Former Harvard Medical School professor of medicine David Blumenthal spoke about the healthcare challenges faced by high-cost and high-need medical patients on Friday at the Boston University School of Medicine.
Blumenthal serves as president of The Commonwealth Fund, a private foundation with a mission of promoting a high-quality healthcare system that grants people greater access to more efficient and better-quality health care, according to its website.
The Commonwealth Fund defines high-cost patients as “those who account for a high proportion of healthcare spending,” according to its website, and high-need patients as individuals “who have three or more chronic diseases and a functional limitation in their ability to care for themselves or perform routine daily tasks.”
High-cost, high-need patients, which make up five percent of the U.S. population, account for 49 percent of healthcare spending, Blumenthal told the audience of about 30 students and faculty at the lecture.

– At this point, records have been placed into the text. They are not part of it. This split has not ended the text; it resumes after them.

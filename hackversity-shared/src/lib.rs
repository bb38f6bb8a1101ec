#![cfg_attr(not(test), forbid(unsafe_code))]
//! Wire models for the Hackversity chat endpoints.
//!
//! The chat page talks to three JSON endpoints (`/chat/send/`, `/chat/new/`
//! and `/chat/api/conversations/<id>/`). The request and response bodies live
//! here so the browser client and anything speaking the same contract agree
//! on field names and defaults.

pub mod models;
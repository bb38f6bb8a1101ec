//! Wires the server-rendered chat template to the controllers.
//!
//! Every element is optional: a missing one only leaves its feature unwired.

use futures::future::LocalFutureObj;
use futures::task::{LocalSpawn, SpawnError};
use shared::models::ConversationId;
use std::cell::RefCell;
use std::rc::Rc;
use wasm_bindgen::{JsCast, closure::Closure};
use web_sys::{Document, Element, Event, EventTarget, HtmlInputElement, HtmlTextAreaElement, KeyboardEvent};

use crate::api::{ChatBackend, ChatClient};
use crate::components::DialogHandle;
use crate::config::{FrontendConfig, PageIds};
use crate::conversations::{Confirmer, ConversationList};
use crate::dom;
use crate::errors::{ConsoleReporter, ErrorReporter};
use crate::message_flow::MessageFlow;
use crate::navigation::{BrowserNavigator, Navigator};
use crate::session::ChatSession;
use crate::typing::{TypingEffect, TypingMachine};
use crate::view::{DomChatView, grow_height};

thread_local! {
    static PAGE: RefCell<Option<ChatPage>> = const { RefCell::new(None) };
}

/// Runs tasks on the browser's microtask queue.
#[derive(Debug, Clone, Copy, Default)]
pub struct BrowserSpawner;

impl LocalSpawn for BrowserSpawner {
    fn spawn_local_obj(&self, future: LocalFutureObj<'static, ()>) -> Result<(), SpawnError> {
        wasm_bindgen_futures::spawn_local(future);
        Ok(())
    }
}

/// Event handlers attached by the page. Each handler stays registered for
/// as long as the registry lives and is detached when it is dropped.
#[derive(Debug, Default)]
pub(crate) struct Listeners(Vec<Listener>);

#[derive(Debug)]
struct Listener {
    target: EventTarget,
    event: String,
    handler: Closure<dyn FnMut(Event)>,
}

impl Listeners {
    fn listen<F>(&mut self, target: &EventTarget, event: &str, handler: F)
    where
        F: FnMut(Event) + 'static,
    {
        let handler = Closure::<dyn FnMut(Event)>::wrap(Box::new(handler));
        match target.add_event_listener_with_callback(event, handler.as_ref().unchecked_ref()) {
            Ok(()) => self.0.push(Listener {
                target: target.clone(),
                event: event.to_string(),
                handler,
            }),
            Err(err) => log::warn!("could not listen for {event}: {err:?}"),
        }
    }

    fn len(&self) -> usize {
        self.0.len()
    }
}

impl Drop for Listener {
    fn drop(&mut self) {
        if let Err(err) = self
            .target
            .remove_event_listener_with_callback(&self.event, self.handler.as_ref().unchecked_ref())
        {
            log::debug!("could not detach {} listener: {err:?}", self.event);
        }
    }
}

/// Everything the chat page keeps alive after startup.
#[derive(Debug)]
pub struct ChatPage {
    _dialog: Option<Rc<DialogHandle>>,
    _typing: Vec<TypingEffect>,
    _listeners: Listeners,
}

impl ChatPage {
    /// Builds the controllers and attaches them to the document.
    pub fn mount(config: &FrontendConfig) -> Option<Self> {
        let window = web_sys::window()?;
        let document = window.document()?;
        let ids = config.ids.clone();

        let session = ChatSession::new(initial_conversation(&document, &ids));
        let backend: Rc<dyn ChatBackend> = Rc::new(ChatClient::shared());
        let navigator: Rc<dyn Navigator> = Rc::new(BrowserNavigator::new(window));
        let reporter: Rc<dyn ErrorReporter> = Rc::new(ConsoleReporter);
        let spawner: Rc<dyn LocalSpawn> = Rc::new(BrowserSpawner);
        let view = Rc::new(DomChatView::new(document.clone(), ids.clone()));
        let dialog = mount_dialog(&document, ids.confirmation_modal).map(Rc::new);

        let flow = Rc::new(MessageFlow::new(
            session.clone(),
            Rc::clone(&backend),
            view.clone(),
            Rc::clone(&navigator),
            Rc::clone(&reporter),
            Rc::clone(&spawner),
        ));
        let conversations = Rc::new(ConversationList::new(
            session,
            config.routes.clone(),
            backend,
            navigator,
            reporter,
            dialog
                .clone()
                .map(|dialog| dialog as Rc<dyn Confirmer>),
            Rc::clone(&spawner),
        ));

        let mut listeners = Listeners::default();
        wire_message_form(&mut listeners, &document, &ids, config.input_max_height_px, &flow);
        wire_conversation_list(
            &mut listeners,
            &document,
            &ids,
            &conversations,
            dialog.is_some(),
        );
        if let Some(dialog) = &dialog {
            wire_escape(&mut listeners, &document, dialog);
        }

        let typing = start_typing_effects(&document, config, spawner.as_ref());
        view.scroll_to_bottom();

        log::info!(
            "chat page ready: {} listeners, {} typing effects",
            listeners.len(),
            typing.len()
        );
        Some(Self {
            _dialog: dialog,
            _typing: typing,
            _listeners: listeners,
        })
    }
}

/// Mounts the page once the document has been parsed.
pub fn start() {
    let Some(document) = web_sys::window().and_then(|window| window.document()) else {
        log::error!("no document, chat page not mounted");
        return;
    };

    if document.ready_state() != "loading" {
        mount_page();
        return;
    }

    let on_ready = Closure::once_into_js(mount_page);
    if let Err(err) =
        document.add_event_listener_with_callback("DOMContentLoaded", on_ready.unchecked_ref())
    {
        log::error!("could not wait for DOMContentLoaded: {err:?}");
    }
}

fn mount_page() {
    let config = FrontendConfig::new();
    match ChatPage::mount(&config) {
        Some(page) => PAGE.with(|slot| *slot.borrow_mut() = Some(page)),
        None => log::error!("chat page could not be mounted"),
    }
}

fn initial_conversation(document: &Document, ids: &PageIds) -> Option<ConversationId> {
    dom::element_by_id(document, ids.conversation_field)
        .and_then(|element| element.dyn_into::<HtmlInputElement>().ok())
        .and_then(|field| ConversationId::parse(&field.value()))
}

/// Mounts the confirmation dialog at the end of `<body>`. Without it the
/// page still works, only deleting conversations is not offered.
fn mount_dialog(document: &Document, id: &'static str) -> Option<DialogHandle> {
    let Some(body) = document.body() else {
        log::warn!("no <body>, confirmation dialog not mounted");
        return None;
    };
    let host = match document.create_element("div") {
        Ok(host) => host,
        Err(err) => {
            log::error!("could not create confirmation dialog: {err:?}");
            return None;
        }
    };
    if let Err(err) = body.append_child(&host) {
        log::error!("could not attach confirmation dialog: {err:?}");
        return None;
    }
    Some(DialogHandle::mount(host, id))
}

/// Hides the dialog on Escape, whoever opened it.
pub(crate) fn wire_escape(
    listeners: &mut Listeners,
    document: &Document,
    dialog: &Rc<DialogHandle>,
) {
    let dialog = Rc::clone(dialog);
    listeners.listen(document, "keydown", move |event: Event| {
        if event
            .dyn_ref::<KeyboardEvent>()
            .is_some_and(|key| key.key() == "Escape")
        {
            dialog.dismiss();
        }
    });
}

/// Whether a key press in the input sends the message. Shift+Enter inserts
/// a line break instead.
pub fn is_send_key(key: &str, shift: bool) -> bool {
    key == "Enter" && !shift
}

fn wire_message_form(
    listeners: &mut Listeners,
    document: &Document,
    ids: &PageIds,
    max_height: i32,
    flow: &Rc<MessageFlow>,
) {
    let input = dom::element_by_id(document, ids.input)
        .and_then(|element| element.dyn_into::<HtmlTextAreaElement>().ok());

    if let Some(form) = dom::element_by_id(document, ids.form) {
        let flow = Rc::clone(flow);
        let input = input.clone();
        listeners.listen(&form, "submit", move |event: Event| {
            event.prevent_default();
            if let Some(input) = &input {
                flow.submit(&input.value());
            }
        });
    } else {
        log::warn!("#{} missing, sending is not wired", ids.form);
    }

    let Some(input) = input else {
        log::warn!("#{} missing, input is not wired", ids.input);
        return;
    };

    let send_flow = Rc::clone(flow);
    let send_input = input.clone();
    listeners.listen(&input, "keypress", move |event: Event| {
        let Some(key) = event.dyn_ref::<KeyboardEvent>() else {
            return;
        };
        if is_send_key(&key.key(), key.shift_key()) {
            event.prevent_default();
            send_flow.submit(&send_input.value());
        }
    });

    let grow_input = input.clone();
    listeners.listen(&input, "input", move |_: Event| {
        dom::set_height(&grow_input, "auto");
        let height = grow_height(grow_input.scroll_height(), max_height);
        dom::set_height(&grow_input, &format!("{height}px"));
    });
}

fn conversation_of(element: &Element, ids: &PageIds) -> Option<ConversationId> {
    element
        .get_attribute(ids.conversation_attr)
        .and_then(|value| ConversationId::parse(&value))
}

fn wire_conversation_list(
    listeners: &mut Listeners,
    document: &Document,
    ids: &PageIds,
    conversations: &Rc<ConversationList>,
    deletable: bool,
) {
    for item in dom::query_all(document, ids.conversation_item) {
        let Some(id) = conversation_of(&item, ids) else {
            continue;
        };
        let list = Rc::clone(conversations);
        let delete_selector = ids.delete_button;
        listeners.listen(&item, "click", move |event: Event| {
            let on_delete = event
                .target()
                .and_then(|target| target.dyn_into::<Element>().ok())
                .and_then(|target| target.closest(delete_selector).ok().flatten())
                .is_some();
            if !on_delete {
                list.open(&id);
            }
        });
    }

    if !deletable {
        log::warn!("no confirmation dialog, delete buttons are not wired");
    }
    let delete_buttons = if deletable {
        dom::query_all(document, ids.delete_button)
    } else {
        Vec::new()
    };
    for button in delete_buttons {
        let Some(id) = conversation_of(&button, ids) else {
            continue;
        };
        let list = Rc::clone(conversations);
        listeners.listen(&button, "click", move |event: Event| {
            event.stop_propagation();
            list.request_delete(id.clone());
        });
    }

    for trigger in dom::query_all(document, ids.new_conversation_trigger) {
        let list = Rc::clone(conversations);
        listeners.listen(&trigger, "click", move |event: Event| {
            event.prevent_default();
            list.start_new_conversation();
        });
    }
}

/// Texts of a `data-typing-texts` attribute: a JSON array of strings.
pub fn parse_typing_texts(raw: &str) -> Option<Vec<String>> {
    match serde_json::from_str::<Vec<String>>(raw) {
        Ok(texts) if !texts.is_empty() => Some(texts),
        Ok(_) => None,
        Err(err) => {
            log::warn!("ignoring typing texts {raw:?}: {err}");
            None
        }
    }
}

fn start_typing_effects(
    document: &Document,
    config: &FrontendConfig,
    spawner: &dyn LocalSpawn,
) -> Vec<TypingEffect> {
    dom::query_all(document, config.ids.typing_target)
        .into_iter()
        .filter_map(|element| {
            let texts = element
                .get_attribute("data-typing-texts")
                .and_then(|raw| parse_typing_texts(&raw))?;
            let options = config
                .typing
                .with_attributes(|name| element.get_attribute(name));
            let machine = TypingMachine::new(texts, options);
            TypingEffect::start(element, machine, spawner)
                .map_err(|err| log::error!("typing effect not started: {err}"))
                .ok()
        })
        .collect()
}

#[cfg(test)]
mod tests {
    use super::*;
    use test_case::test_case;

    #[test_case("Enter", false, true ; "enter sends")]
    #[test_case("Enter", true, false ; "shift enter breaks the line")]
    #[test_case("a", false, false ; "other keys type")]
    fn test_is_send_key(key: &str, shift: bool, expected: bool) {
        assert_eq!(is_send_key(key, shift), expected);
    }

    #[test]
    fn test_parse_typing_texts() {
        assert_eq!(
            parse_typing_texts(r#"["Learn", "Hack", "Defend"]"#),
            Some(vec![
                "Learn".to_string(),
                "Hack".to_string(),
                "Defend".to_string()
            ])
        );
    }

    #[test_case("[]" ; "empty list")]
    #[test_case("not json" ; "malformed")]
    #[test_case(r#"{"a": 1}"# ; "not a list")]
    fn test_parse_typing_texts_rejects(raw: &str) {
        assert_eq!(parse_typing_texts(raw), None);
    }
}
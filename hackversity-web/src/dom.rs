//! Small DOM helpers shared by the browser adapters.

use wasm_bindgen::JsCast;
use web_sys::{Document, Element, HtmlElement};

pub fn element_by_id(document: &Document, id: &str) -> Option<Element> {
    document.get_element_by_id(id)
}

/// Elements matching `selector`, in document order. Invalid selectors yield
/// nothing.
pub fn query_all(document: &Document, selector: &str) -> Vec<Element> {
    let Ok(nodes) = document.query_selector_all(selector) else {
        log::warn!("invalid selector {selector}");
        return Vec::new();
    };
    (0..nodes.length())
        .filter_map(|index| nodes.item(index))
        .filter_map(|node| node.dyn_into::<Element>().ok())
        .collect()
}

pub fn scroll_to_bottom(element: &Element) {
    element.set_scroll_top(element.scroll_height());
}

pub fn set_disabled(element: &Element, disabled: bool) {
    let result = if disabled {
        element.set_attribute("disabled", "")
    } else {
        element.remove_attribute("disabled")
    };
    if let Err(err) = result {
        log::debug!("could not toggle disabled: {err:?}");
    }
}

pub fn set_height(element: &Element, height: &str) {
    if let Some(html) = element.dyn_ref::<HtmlElement>()
        && let Err(err) = html.style().set_property("height", height)
    {
        log::debug!("could not set height: {err:?}");
    }
}
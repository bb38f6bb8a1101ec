//! CSRF token lookup for mutating requests.

use wasm_bindgen::JsCast;
use web_sys::{Document, HtmlDocument, HtmlInputElement};

/// Name of the meta tag carrying the token.
pub const META_NAME: &str = "csrf-token";
/// Cookie set by the backend.
pub const COOKIE_NAME: &str = "csrftoken";
/// Hidden form field rendered into server forms.
pub const FORM_FIELD_NAME: &str = "csrfmiddlewaretoken";

/// The three places a token can live, as read from the page.
#[derive(Debug, Clone, Default, PartialEq, Eq)]
pub struct CsrfSources {
    pub meta: Option<String>,
    pub cookies: Option<String>,
    pub form_field: Option<String>,
}

impl CsrfSources {
    /// First non-empty token wins: meta tag, then cookie, then form field.
    /// Absence degrades to an empty token.
    pub fn resolve(&self) -> String {
        let meta = self.meta.as_deref().filter(|value| !value.is_empty());
        let cookie = self
            .cookies
            .as_deref()
            .and_then(|cookies| cookie_value(cookies, COOKIE_NAME))
            .filter(|value| !value.is_empty());
        let form = self.form_field.as_deref();

        meta.or(cookie).or(form).unwrap_or_default().to_string()
    }

    /// Reads all three sources from the live document.
    pub fn from_document(document: &Document) -> Self {
        let meta = document
            .query_selector(&format!("meta[name=\"{META_NAME}\"]"))
            .ok()
            .flatten()
            .and_then(|element| element.get_attribute("content"));

        let cookies = document
            .dyn_ref::<HtmlDocument>()
            .and_then(|html| html.cookie().ok());

        let form_field = document
            .query_selector(&format!("[name={FORM_FIELD_NAME}]"))
            .ok()
            .flatten()
            .and_then(|element| element.dyn_into::<HtmlInputElement>().ok())
            .map(|input| input.value());

        Self {
            meta,
            cookies,
            form_field,
        }
    }
}

/// Token for the current page, empty outside a browser document.
pub fn current_token() -> String {
    web_sys::window()
        .and_then(|window| window.document())
        .map(|document| CsrfSources::from_document(&document).resolve())
        .unwrap_or_default()
}

fn cookie_value<'a>(cookie_string: &'a str, name: &str) -> Option<&'a str> {
    cookie_string.split(';').find_map(|pair| {
        let mut parts = pair.trim().splitn(2, '=');
        let key = parts.next()?.trim();
        let value = parts.next()?.trim();
        (key == name).then_some(value)
    })
}
use chrono::NaiveTime;
use shared::models::MessageRole;
use web_sys::Element;
use yew::{Html, Properties, classes, function_component, html, use_effect_with, use_node_ref};

/// One rendered chat message. Never changes after it is created.
#[derive(Properties, PartialEq, Clone, Debug)]
pub struct Bubble {
    pub text: String,
    pub role: MessageRole,
    pub time_label: String,
}

impl Bubble {
    /// Bubble stamped with the browser's current local time.
    pub fn now(text: impl Into<String>, role: MessageRole) -> Self {
        Self {
            text: text.into(),
            role,
            time_label: time_label(local_time()),
        }
    }
}

/// Class set on the bubble's host element next to `message`.
pub const fn bubble_class(role: MessageRole) -> &'static str {
    match role {
        MessageRole::User => "user",
        MessageRole::Assistant => "ai",
    }
}

const fn avatar_icon(role: MessageRole) -> &'static str {
    match role {
        MessageRole::User => "fa-user-ninja",
        MessageRole::Assistant => "fa-shield-alt",
    }
}

/// Two-digit hour and minute with an AM/PM marker, e.g. `09:05 PM`.
pub fn time_label(time: NaiveTime) -> String {
    time.format("%I:%M %p").to_string()
}

#[cfg(target_arch = "wasm32")]
fn local_time() -> NaiveTime {
    let now = js_sys::Date::new_0();
    NaiveTime::from_hms_opt(now.get_hours(), now.get_minutes(), now.get_seconds())
        .unwrap_or_default()
}

#[cfg(not(target_arch = "wasm32"))]
fn local_time() -> NaiveTime {
    chrono::Local::now().time()
}

#[function_component(MessageBubble)]
pub fn message_bubble(props: &Bubble) -> Html {
    let avatar = use_node_ref();

    // Keep the newest bubble in view once it is in the DOM.
    {
        let avatar = avatar.clone();
        use_effect_with((), move |()| {
            if let Some(list) = avatar
                .cast::<Element>()
                .and_then(|node| node.parent_element())
                .and_then(|host| host.parent_element())
            {
                list.set_scroll_top(list.scroll_height());
            }
            || ()
        });
    }

    html! {
        <>
            <div class="message-avatar" ref={avatar}>
                <i class={classes!("fas", avatar_icon(props.role))}></i>
            </div>
            <div class="message-content">
                <div class="message-text">
                    { for props.text.split('\n').enumerate().map(|(index, line)| html! {
                        <>
                            if index > 0 { <br /> }
                            { line.to_string() }
                        </>
                    }) }
                </div>
                <div class="message-time">{ props.time_label.clone() }</div>
            </div>
        </>
    }
}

“High-cost, high-need patients are all around us,” Blumenthal said. “They are not just in your patient population. They are our grandparents, our parents, our aunts and uncles, sometimes our sisters and brothers, and sometimes even our children.”
Blumenthal said he thinks the current healthcare system underserves disadvantaged populations by failing to create effective systems to oversee and coordinate care. And when healthcare fails, Blumenthal said, high-cost, high-need patients suffer.
“They are particularly vulnerable to the idiosyncrasies of our healthcare system because they use it so much, so they are much more likely to suffer quality and safety problems,” Blumenthal said.
Blumenthal said after the lecture that medical professionals need to learn how to help patients despite the flaws in healthcare organization.
“They are going to be practicing medicine in a system that is way too expensive and not sufficiently protective of health,” Blumenthal said. “Learning about how to allocate resources better is really important for physicians.”
Understanding the plight of underprivileged patient populations, Blumenthal said, is not just a U.S. issue.
“All around the world, developed countries are dealing with the same problem in aging and population with more chronic illness,” Blumenthal said. “The need to manage those patients better is a worldwide problem for developed and, increasingly, for developing countries.”
BUSM Dean Karen Antman said after the lecture that learning about such disadvantaged populations may encourage medical students to increasingly shift their focus to the patients that need the most help.
“Maybe you will change your education if you know that it is going to be important for you to be managing the sickest of the sick,” Antman said. “We actually take care of a lot of the patients that he was describing — older, sicker and poor.”
Several of the students and faculty who listened to Blumenthal’s lecture said they believe it is important to understand how high-cost, high-need patients are affected by the healthcare system.
Briana Roberge, a first-year graduate student in the School of Public Health, said she thinks it is important to learn about disadvantaged patient populations in order to treat them effectively.
“I imagine that it is really important for [medical students] to understand this population because they service them a lot — especially in the cities,” Roberge said.
BUSM professor emeritus Alan Meyers said he believes medical students must understand the challenges faced by high-cost patients in paying for care.
“As much as we would like to focus all of our attention on the clinical care or on the patient, if you’re a responsible clinician, you need to know what are the barriers that your patients are going to face in accessing the care that you’re recommending,” Meyers said.
Esther Moberg, a research project manager in the Henry M. Goldman School of Dental Medicine, said she thinks medical students need to understand how the healthcare system will affect their own attempts to help patients.
“It is important [for students] to understand the culture they are walking into,” Moberg said. “It is also important to lobby for their education system to be changed so they are able to deal with the changing healthcare system they will be walking into, which will probably be impacted in the changing cost system.”